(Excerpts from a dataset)

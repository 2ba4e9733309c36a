//! Stateless HTTP request builder and response parser for the HubSpot API.
//!
//! # Design
//! `HubSpotClient` holds only a `Config` and carries no mutable state between
//! calls. Every operation is split into a `build_*` method that produces an
//! `HttpRequest` and a `parse_*` method that consumes an `HttpResponse`. The
//! caller executes the round trip in between, keeping the core
//! deterministic and free of I/O.
//!
//! This module holds the verb-level building blocks. Per-resource operations
//! live in `crate::resources` as further `impl HubSpotClient` blocks.

use percent_encoding::{utf8_percent_encode, AsciiSet, NON_ALPHANUMERIC};
use serde::de::DeserializeOwned;
use serde::Serialize;

use crate::config::Config;
use crate::error::ApiError;
use crate::http::{HttpMethod, HttpRequest, HttpResponse};
use crate::params::Params;
use crate::url::{build_url, UrlOptions};

/// Origin of the event tracking endpoint.
pub const TRACK_BASE_URL: &str = "http://track.hubspot.com";
/// Origin of the form submission endpoint.
pub const FORMS_BASE_URL: &str = "https://forms.hubspot.com";
/// Statuses the form submission endpoint answers with on success.
pub const FORM_SUBMIT_ACCEPTED: [u16; 3] = [200, 204, 302];

const JSON_CONTENT_TYPE: &str = "application/json";
const FORM_CONTENT_TYPE: &str = "application/x-www-form-urlencoded";
const FORM_FIELD: &AsciiSet = &NON_ALPHANUMERIC
    .remove(b'-')
    .remove(b'_')
    .remove(b'.')
    .remove(b'*');

/// Synchronous, stateless client for the HubSpot API.
#[derive(Debug, Clone, Default)]
pub struct HubSpotClient {
    config: Config,
}

impl HubSpotClient {
    pub fn new(config: Config) -> Self {
        Self { config }
    }

    pub fn config(&self) -> &Config {
        &self.config
    }

    /// Replace the configuration. Subsequent builds observe the new value.
    pub fn configure(&mut self, config: Config) {
        self.config = config;
    }

    /// Return to the unconfigured state; every build fails until reconfigured.
    pub fn reset_config(&mut self) {
        self.config.reset();
    }

    /// Render a URL against this client's configuration.
    pub fn url(&self, template: &str, params: &Params, options: &UrlOptions) -> Result<String, ApiError> {
        Ok(build_url(template, params, &self.config, options)?)
    }

    pub fn build_get(&self, template: &str, params: &Params) -> Result<HttpRequest, ApiError> {
        self.request(HttpMethod::Get, template, params, None)
    }

    pub fn build_delete(&self, template: &str, params: &Params) -> Result<HttpRequest, ApiError> {
        self.request(HttpMethod::Delete, template, params, None)
    }

    /// `POST` with a JSON body. `None` sends no payload.
    pub fn build_post_json<B: Serialize + ?Sized>(
        &self,
        template: &str,
        params: &Params,
        body: Option<&B>,
    ) -> Result<HttpRequest, ApiError> {
        let body = body.map(to_json).transpose()?;
        self.request(HttpMethod::Post, template, params, body)
    }

    /// `PUT` with a JSON body. `None` sends no payload.
    pub fn build_put_json<B: Serialize + ?Sized>(
        &self,
        template: &str,
        params: &Params,
        body: Option<&B>,
    ) -> Result<HttpRequest, ApiError> {
        let body = body.map(to_json).transpose()?;
        self.request(HttpMethod::Put, template, params, body)
    }

    /// `GET` against the tracking origin: no auth key, portal id as `_a`.
    pub fn build_track(&self, template: &str, params: &Params) -> Result<HttpRequest, ApiError> {
        let options = UrlOptions::default()
            .with_base_url(TRACK_BASE_URL)
            .without_hapikey()
            .with_portal_id_param();
        let url = self.url(template, params, &options)?;
        tracing::debug!(method = %HttpMethod::Get, template, "built tracking request");
        Ok(HttpRequest {
            method: HttpMethod::Get,
            url,
            headers: Vec::new(),
            body: None,
        })
    }

    /// Form-encoded `POST` against the forms origin, without the auth key.
    pub fn build_form_submit(
        &self,
        template: &str,
        params: &Params,
        fields: &[(String, String)],
    ) -> Result<HttpRequest, ApiError> {
        let options = UrlOptions::default().with_base_url(FORMS_BASE_URL).without_hapikey();
        let url = self.url(template, params, &options)?;
        let body = fields
            .iter()
            .map(|(k, v)| format!("{}={}", form_encode(k), form_encode(v)))
            .collect::<Vec<_>>()
            .join("&");
        tracing::debug!(method = %HttpMethod::Post, template, fields = fields.len(), "built form submission");
        Ok(HttpRequest {
            method: HttpMethod::Post,
            url,
            headers: vec![("content-type".to_string(), FORM_CONTENT_TYPE.to_string())],
            body: Some(body),
        })
    }

    /// Check for a 2xx status and deserialize the body.
    pub fn parse_json<T: DeserializeOwned>(&self, response: HttpResponse) -> Result<T, ApiError> {
        check_status(&response)?;
        serde_json::from_str(&response.body).map_err(|e| ApiError::DeserializationError(e.to_string()))
    }

    /// Check for a 2xx status and ignore the body.
    pub fn parse_empty(&self, response: HttpResponse) -> Result<(), ApiError> {
        check_status(&response)
    }

    /// Whether a form submission was accepted.
    pub fn parse_submit(&self, response: HttpResponse) -> bool {
        let accepted = FORM_SUBMIT_ACCEPTED.contains(&response.status);
        tracing::debug!(status = response.status, accepted, "form submission response");
        accepted
    }

    fn request(
        &self,
        method: HttpMethod,
        template: &str,
        params: &Params,
        body: Option<String>,
    ) -> Result<HttpRequest, ApiError> {
        let url = self.url(template, params, &UrlOptions::default())?;
        let headers = if body.is_some() {
            vec![("content-type".to_string(), JSON_CONTENT_TYPE.to_string())]
        } else {
            Vec::new()
        };
        tracing::debug!(%method, template, params = params.len(), "built request");
        Ok(HttpRequest {
            method,
            url,
            headers,
            body,
        })
    }
}

fn to_json<B: Serialize + ?Sized>(body: &B) -> Result<String, ApiError> {
    serde_json::to_string(body).map_err(|e| ApiError::SerializationError(e.to_string()))
}

fn form_encode(value: &str) -> String {
    utf8_percent_encode(value, FORM_FIELD).to_string()
}

/// Map non-success status codes to the appropriate `ApiError` variant.
pub(crate) fn check_status(response: &HttpResponse) -> Result<(), ApiError> {
    tracing::debug!(status = response.status, "received response");
    if response.is_success() {
        return Ok(());
    }
    if response.status == 404 {
        return Err(ApiError::NotFound);
    }
    Err(ApiError::HttpError {
        status: response.status,
        body: response.body.clone(),
    })
}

Prompt: Lines after the one containing "method that consumes" are not wanted; repeat exactly each line above from the first up to and including it.

Response area:
repository 2ba4e9733309c36a
//! Stateless HTTP request builder and response parser for the HubSpot API.
//!
//! # Design
//! `HubSpotClient` holds only a `Config` and carries no mutable state between
//! calls. Every operation is split into a `build_*` method that produces an
//! `HttpRequest` and a `parse_*` method that consumes an `HttpResponse`. The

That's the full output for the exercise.